Copies of Seventy-Six had become rare as early as 1876 and the book was largely forgotten by the 20th and 21st centuries. The scholarship that exists largely praises the book's powerful and groundbreaking moments, but bemoans that those strengths are outweighed by the plot's incoherence and disjointedness. The preface by scholar Robert Bain to the novel's 1971 edition uplifts the story's groundbreaking elements, but blames its construction and overly sensational tangents for reducing its readability. This consensus view reflects an 1849 essay by Edgar Allan Poe, who felt that "the repeated failures of John Neal as regards the construction" of his books puts readers "in no mood to give the author credit for the vivid sensations which have been aroused during the progress of perusal". Scholar Donald A. Ringe opined: "What Neal failed to realize was that a work of historical fiction had to do more than merely present a few realistic accounts of actual battles, that both the historical and the nonhistorical parts had to be integrated in such a way as to reveal the meaning and significance of the entire action." While accepting the validity of this consensus assessment, literature scholar Jeffrey Insko argued the book is nevertheless interesting "not despite, but precisely because of [its] incoherencies", which is "itself the meaning of [Neal's] fiction".

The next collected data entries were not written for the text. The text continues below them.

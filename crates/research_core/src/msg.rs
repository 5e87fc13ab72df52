use crate::{JobStatus, UserProfile};

#[derive(Debug, Clone, PartialEq, Eq)]
pub enum SessionMsg {
    /// A consumer attached to the session; resolve whatever credential is already stored.
    Mounted,
    /// Outcome of the resolution requested after `Mounted`.
    UserResolved(Option<UserProfile>),
    /// Login, registration or an OAuth redirect-back finished and the user was re-resolved.
    /// `epoch` is the session epoch the sign-in started in.
    SignedIn {
        user: Option<UserProfile>,
        epoch: u64,
    },
    /// The backend answered for a provisional profile.
    ProfileConfirmed { profile: UserProfile, epoch: u64 },
    /// User asked to sign out.
    LogoutRequested,
}

#[derive(Debug, Clone, PartialEq, Eq)]
pub enum PollMsg {
    /// The job was submitted and the consumer started watching it.
    Started,
    /// A status check answered.
    StatusReceived(JobStatus),
    /// A status check failed before producing a status.
    StatusCheckFailed(String),
    /// The scheduled delay between checks elapsed.
    TimerElapsed,
    /// The consumer went away.
    Cancelled,
}
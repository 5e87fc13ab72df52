#![deny(missing_docs)]
//! Shared logging utilities for the research client workspace.
//!
//! Every crate logs through the `client_*` macros so the facade can be swapped
//! in one place. Credentials must pass through [`redacted`] before they reach a
//! log line.

/// Logs a trace-level message using the global logging facade.
#[macro_export]
macro_rules! client_trace {
    ($($arg:tt)*) => {{
        log::trace!($($arg)*);
    }};
}

/// Logs a debug-level message using the global logging facade.
#[macro_export]
macro_rules! client_debug {
    ($($arg:tt)*) => {{
        log::debug!($($arg)*);
    }};
}

/// Logs an info-level message using the global logging facade.
#[macro_export]
macro_rules! client_info {
    ($($arg:tt)*) => {{
        log::info!($($arg)*);
    }};
}

/// Logs a warn-level message using the global logging facade.
#[macro_export]
macro_rules! client_warn {
    ($($arg:tt)*) => {{
        log::warn!($($arg)*);
    }};
}

/// Logs an error-level message using the global logging facade.
#[macro_export]
macro_rules! client_error {
    ($($arg:tt)*) => {{
        log::error!($($arg)*);
    }};
}

/// Masks a secret for logging, keeping only its length and first characters.
///
/// Short values are masked completely.
pub fn redacted(secret: &str) -> String {
    let visible: String = secret.chars().take(4).collect();
    let len = secret.chars().count();
    if len <= 8 {
        format!("<{len} chars>")
    } else {
        format!("{visible}…<{len} chars>")
    }
}

/// Initializes a simple terminal logger for use in tests.
///
/// This safely no-ops if another logger has already been initialized.
pub fn initialize_for_tests() {
    use simplelog::{ColorChoice, CombinedLogger, Config, TermLogger, TerminalMode};

    let level = if cfg!(debug_assertions) {
        log::LevelFilter::Debug
    } else {
        log::LevelFilter::Info
    };

    // Another test may already own the global logger.
    let _ = CombinedLogger::init(vec![TermLogger::new(
        level,
        Config::default(),
        TerminalMode::Mixed,
        ColorChoice::Auto,
    )]);
}
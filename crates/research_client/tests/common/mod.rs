#![allow(dead_code)]

use std::sync::atomic::{AtomicI64, Ordering};
use std::sync::{Arc, Mutex};
use std::time::Duration;

use research_client::{
    ClientConfig, Clock, MemoryStore, PollEvent, PollSink, ResearchClient,
};
use serde_json::{json, Value};
use url::Url;
use wiremock::MockServer;

pub const NOW_MS: i64 = 1_700_000_000_000;

/// A clock tests can move by hand.
#[derive(Clone)]
pub struct ManualClock {
    now: Arc<AtomicI64>,
}

impl ManualClock {
    pub fn new() -> Self {
        Self {
            now: Arc::new(AtomicI64::new(NOW_MS)),
        }
    }

    pub fn advance_ms(&self, ms: i64) {
        self.now.fetch_add(ms, Ordering::SeqCst);
    }

    pub fn clock(&self) -> Clock {
        let now = self.now.clone();
        Arc::new(move || now.load(Ordering::SeqCst))
    }
}

pub fn config_for(server: &MockServer) -> ClientConfig {
    let mut config = ClientConfig::for_backend(vec![Url::parse(&server.uri()).unwrap()]);
    config.poll_interval = Duration::from_millis(10);
    config
}

pub fn client_for(server: &MockServer) -> (ResearchClient, Arc<MemoryStore>, ManualClock) {
    client_logging::initialize_for_tests();
    let store = Arc::new(MemoryStore::new());
    let clock = ManualClock::new();
    let client = ResearchClient::with_store(&config_for(server), store.clone(), clock.clock())
        .expect("client");
    (client, store, clock)
}

pub fn user_json(id: i64, email: &str) -> Value {
    json!({
        "id": id,
        "email": email,
        "username": email.split('@').next().unwrap(),
        "created_at": "2024-05-01T10:00:00"
    })
}

pub fn report_json(id: &str, topic: &str) -> Value {
    json!({
        "id": id,
        "topic": topic,
        "summary": format!("Summary of {topic}"),
        "sections": [
            {"title": "Background", "content": "Some background."},
            {"title": "Findings", "content": "Some findings."}
        ],
        "sources": [
            {"title": "A paper", "url": "https://example.org/paper", "snippet": "An excerpt."},
            {"title": "A site", "url": "https://example.org/site"}
        ],
        "created_at": "2024-05-01T10:00:00"
    })
}

pub fn history_json(ids: &[&str]) -> Value {
    let researches: Vec<Value> = ids
        .iter()
        .map(|id| {
            json!({
                "id": id,
                "user_id": 1,
                "topic": format!("Topic {id}"),
                "created_at": "2024-05-01T10:00:00"
            })
        })
        .collect();
    json!({ "researches": researches })
}

#[derive(Default)]
pub struct TestSink {
    events: Mutex<Vec<PollEvent>>,
}

impl TestSink {
    pub fn take(&self) -> Vec<PollEvent> {
        self.events.lock().unwrap().drain(..).collect()
    }
}

impl PollSink for TestSink {
    fn emit(&self, event: PollEvent) {
        self.events.lock().unwrap().push(event);
    }
}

Scholars Alexander Cowie, Benjamin Lease, Irving T. Richards, and Donald A. Sears claimed Neal's novel to be better than Cooper's rival novel The Spy and other relevant romances of its period, particularly in style, power, and verisimilitude. Sears, Cowie, and Richards held Seventy-Six to be Neal's best novel for its more powerful moments that ought to appeal still to 20th-century readers. Unlike later scholars, Richards in 1933 ruled "the objectionable features are in this novel subordinate and almost insignificant." He described the plot as well-constructed and second only to characterization as the novel's best trait. He concluded, "Seventy-Six is a novel that well deserves to be resuscitated, and that makes one a bit exasperated with the public perversity that throws such work by the wayside and cherishes for a name the early, relatively inferior Spy of Cooper."